Wednesday, November 19, 2014

Whitewashed

[Blog entry created by Mark Bonnema]

Ashley got her wish! It snowed six inches in Sioux Falls this weekend – light, fluffy, delicate snow – and Ashley was at home to watch each and every flake descend on the world around her! 

I think the allure of “drinking in a bit of fresh air….” that she wrote about in last week’s blog post wore off as soon as she tasted the bitter cold of our current arctic blast. Yuck. None-the-less, there was a palpable contentment and peace about Ashley’s spirit as she watched the snow from our living room…. memories of her recent hospitalization melting away by the fireplace. The boys (Cooper and Kalvin, our dogs) were out of their minds with excitement that Ashley was home, and ensured Ashley did not have to endure even a moment of loneliness as I was away working at the hospital over the weekend.


The first major snow of the impending winter is always a bittersweet affair.  While it is cold, icy, and treacherous, it is also lovely and fresh. The grays and browns of late fall are painted over with a whitewash of delicate snowflakes.  The world takes on a new allure and promise. After a bit of adjustment to the new temperature norms, you can almost see past the cold into the majestic beauty that is winter.

*It was here that I was going to write about Ashley, and how she is not able to undergo a whitewashing of her lungs, to have them renewed and rejuvenated, as cystic fibrosis is a progressive disease that is always adding to its cumulative damaging effects on her lungs. But, Ashley suggested that instead I write about something much more difficult…. me. Me and my experience during the difficult periods when CF is acting up.*


Honesty & Truth
I opted to keep the theme of whitewashing. It betrays perhaps my greatest and most pathological coping mechanism in regards to the effects of cystic fibrosis in our lives. I have a tendency to whitewash difficult situations.  My default is to slap an “everything is ok” response on any and all inquiries from friends and family, and also on my own internal monologue. “She’s doing ok today….”  Or “I’m doing fine… everything is great.” These statements mask the truth. They whitewash situations filled with fear, uncertainty, risk, and powerlessness.
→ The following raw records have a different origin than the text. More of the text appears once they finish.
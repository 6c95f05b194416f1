//! Product reviews and moderation.

use serde::{Deserialize, Serialize};
use tracing::instrument;

use emporium_core::{Page, PageRequest, ProductId, ReviewId, UserId};

use crate::db::{RepositoryError, UnitOfWork, orders, products, reviews};
use crate::error::{AppError, Result};
use crate::models::Review;
use crate::models::review::{ProductReviews, RatingBreakdown, ReviewContent};
use crate::services::product::invalidate_product;
use crate::state::AppState;

/// Body of review create and update requests.
#[derive(Debug, Clone, Deserialize)]
pub struct ReviewInput {
    pub rating: i16,
    pub title: Option<String>,
    pub body: String,
}

impl ReviewInput {
    fn content(&self) -> Result<ReviewContent> {
        ReviewContent::parse(self.rating, self.title.as_deref(), &self.body).map_err(AppError::Validation)
    }
}

#[derive(Debug, Clone, Copy, Serialize)]
pub struct HelpfulCount {
    pub helpful_count: i32,
}

pub struct ReviewService<'a> {
    state: &'a AppState,
}

impl<'a> ReviewService<'a> {
    #[must_use]
    pub const fn new(state: &'a AppState) -> Self {
        Self { state }
    }

    /// Approved reviews, newest first, with the rating breakdown.
    ///
    /// # Errors
    ///
    /// Returns `AppError::NotFound` for an unknown product.
    pub async fn list_for_product(
        &self,
        product_id: ProductId,
        page: PageRequest,
    ) -> Result<ProductReviews> {
        let pool = self.state.pool();
        products::get_plain(pool, product_id)
            .await?
            .ok_or_else(|| AppError::not_found("product not found"))?;

        let (items, total) = reviews::list_approved(pool, product_id, page).await?;
        let counts = reviews::rating_counts(pool, product_id).await?;
        Ok(ProductReviews {
            rating: RatingBreakdown::from_counts(&counts),
            reviews: Page::new(items, page, total),
        })
    }

    /// Submit a review; it stays hidden until approved.
    ///
    /// # Errors
    ///
    /// Returns `ALREADY_REVIEWED` for a second review of the same product.
    #[instrument(skip(self, input))]
    pub async fn create(
        &self,
        user_id: UserId,
        product_id: ProductId,
        input: &ReviewInput,
    ) -> Result<Review> {
        let content = input.content()?;
        let pool = self.state.pool();
        products::get_plain(pool, product_id)
            .await?
            .ok_or_else(|| AppError::not_found("product not found"))?;
        if reviews::exists_for_user(pool, product_id, user_id).await? {
            return Err(already_reviewed());
        }

        let verified = orders::has_delivered_purchase(pool, user_id, product_id).await?;
        let id = reviews::create(pool, product_id, user_id, &content, verified)
            .await
            .map_err(|e| match e {
                RepositoryError::Conflict(_) => already_reviewed(),
                other => other.into(),
            })?;
        tracing::info!(review_id = %id, verified, "Review submitted");
        self.load(id).await
    }

    /// Edit an own review. Editing sends it back to moderation.
    ///
    /// # Errors
    ///
    /// Returns `AppError::Database` (not found) unless the review is the user's.
    #[instrument(skip(self, input))]
    pub async fn update(&self, user_id: UserId, id: ReviewId, input: &ReviewInput) -> Result<Review> {
        let content = input.content()?;
        let pool = self.state.pool();
        let before = self.load(id).await?;
        reviews::update_own(pool, id, user_id, &content).await?;
        if before.is_approved {
            self.refresh_product(before.product_id).await;
        }
        self.load(id).await
    }

    /// # Errors
    ///
    /// Returns `AppError::Database` (not found) unless the review is the user's.
    pub async fn delete(&self, user_id: UserId, id: ReviewId) -> Result<()> {
        let product_id = reviews::soft_delete_own(self.state.pool(), id, user_id).await?;
        self.refresh_product(product_id).await;
        Ok(())
    }

    /// # Errors
    ///
    /// Returns `AppError::Database` (not found) for an unknown review.
    #[instrument(skip(self))]
    pub async fn approve(&self, id: ReviewId) -> Result<Review> {
        let product_id = reviews::approve(self.state.pool(), id).await?;
        self.refresh_product(product_id).await;
        self.load(id).await
    }

    /// Oldest first.
    ///
    /// # Errors
    ///
    /// Returns `AppError::Database` if the query fails.
    pub async fn list_pending(&self, page: PageRequest) -> Result<Page<Review>> {
        let (items, total) = reviews::list_pending(self.state.pool(), page).await?;
        Ok(Page::new(items, page, total))
    }

    /// Count the user's helpful vote once; repeat votes leave the count as is.
    ///
    /// # Errors
    ///
    /// Returns `AppError::NotFound` unless the review is approved.
    #[instrument(skip(self))]
    pub async fn mark_helpful(&self, user_id: UserId, id: ReviewId) -> Result<HelpfulCount> {
        let mut uow = UnitOfWork::begin(self.state.pool()).await?;
        let current = reviews::lock_helpful_count(uow.conn(), id)
            .await?
            .ok_or_else(|| AppError::not_found("review not found"))?;
        let helpful_count = if reviews::record_helpful_vote(uow.conn(), id, user_id).await? {
            reviews::increment_helpful(uow.conn(), id).await?
        } else {
            current
        };
        uow.commit().await?;
        Ok(HelpfulCount { helpful_count })
    }

    async fn load(&self, id: ReviewId) -> Result<Review> {
        reviews::get(self.state.pool(), id)
            .await?
            .ok_or_else(|| AppError::not_found("review not found"))
    }

    /// Ratings are cached with the product.
    async fn refresh_product(&self, product_id: ProductId) {
        match products::get_plain(self.state.pool(), product_id).await {
            Ok(Some(product)) => invalidate_product(self.state, &product).await,
            Ok(None) => {}
            Err(e) => tracing::warn!(%product_id, error = %e, "Failed to reload product for cache"),
        }
    }
}

fn already_reviewed() -> AppError {
    AppError::conflict("ALREADY_REVIEWED", "you have already reviewed this product")
}

#[cfg(test)]
mod tests {
    use super::*;

    #[test]
    fn test_input_validation() {
        let input = ReviewInput {
            rating: 6,
            title: None,
            body: "Works as described.".to_string(),
        };
        assert!(matches!(input.content(), Err(AppError::Validation(_))));

        let input = ReviewInput {
            rating: 4,
            title: Some("  ".to_string()),
            body: "  Works as described.  ".to_string(),
        };
        let content = input.content().ok();
        assert_eq!(content.as_ref().map(|c| c.body.as_str()), Some("Works as described."));
        assert_eq!(content.and_then(|c| c.title), None);
    }

    #[test]
    fn test_short_body_rejected() {
        let input = ReviewInput {
            rating: 5,
            title: None,
            body: "Great".to_string(),
        };
        assert!(input.content().is_err());
    }

    #[test]
    fn test_already_reviewed_code() {
        assert_eq!(already_reviewed().code(), "ALREADY_REVIEWED");
    }
}
//! Shipments: admin creation and events, public tracking.

use axum::{
    Json, Router,
    extract::{Path, State},
    http::StatusCode,
    routing::{get, post},
};

use emporium_core::CargoId;

use crate::error::Result;
use crate::middleware::RequireAdmin;
use crate::models::cargo::CargoTracking;
use crate::services::cargo::{CargoService, CreateShipment, NewTrackingEvent};
use crate::state::AppState;

/// Mounted under `/api/cargo`.
pub fn router() -> Router<AppState> {
    Router::new().route("/track/{tracking_number}", get(track))
}

/// Mounted under `/api/admin/cargo`.
pub fn admin_router() -> Router<AppState> {
    Router::new()
        .route("/", post(create))
        .route("/{id}/events", post(add_event))
}

async fn track(
    State(state): State<AppState>,
    Path(tracking_number): Path<String>,
) -> Result<Json<CargoTracking>> {
    Ok(Json(CargoService::new(&state).track(&tracking_number).await?))
}

async fn create(
    _admin: RequireAdmin,
    State(state): State<AppState>,
    Json(body): Json<CreateShipment>,
) -> Result<(StatusCode, Json<CargoTracking>)> {
    let tracking = CargoService::new(&state).create_shipment(&body).await?;
    Ok((StatusCode::CREATED, Json(tracking)))
}

async fn add_event(
    _admin: RequireAdmin,
    State(state): State<AppState>,
    Path(id): Path<CargoId>,
    Json(body): Json<NewTrackingEvent>,
) -> Result<Json<CargoTracking>> {
    Ok(Json(CargoService::new(&state).add_tracking_event(id, &body).await?))
}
Ashley’s recent hospitalization was a trying one. She had great care from the healthcare team, and the hospital staff is always very kind and gracious to us. But Ashley’s health was at the worst of her lifetime during the hospitalization. Three days after her surgery and bronchoscopy, Ashley spiked a temperature of 102°F. I’ve never been so scared. She had been on antibiotics for the past five weeks… what could be causing a fever so high? Is there a new infection in her lungs? Has the infection spread to her bloodstream? Will her PICC line have to come out? Could she be having a pulmonary embolism? Will she be ok? Will her oxygen saturation stay up? Will she lose the lung function she worked so hard to gain over the past 2 years? Will she be able to come home soon and make our house a home again? Will she be able to keep doing what she loves in practicing, performing, and teaching music? Will she have energy and time for me?  

Rather than dwelling in the uncertainty of these 
fears, I do what I am all to good at- convince myself that “everything is going to be alright.” Whitewash the situation to make myself feel more at ease. Hide the fact that I feel powerless and helpless. Betray my fears of uncertainty.  Don’t let anyone see that this is difficult and trying.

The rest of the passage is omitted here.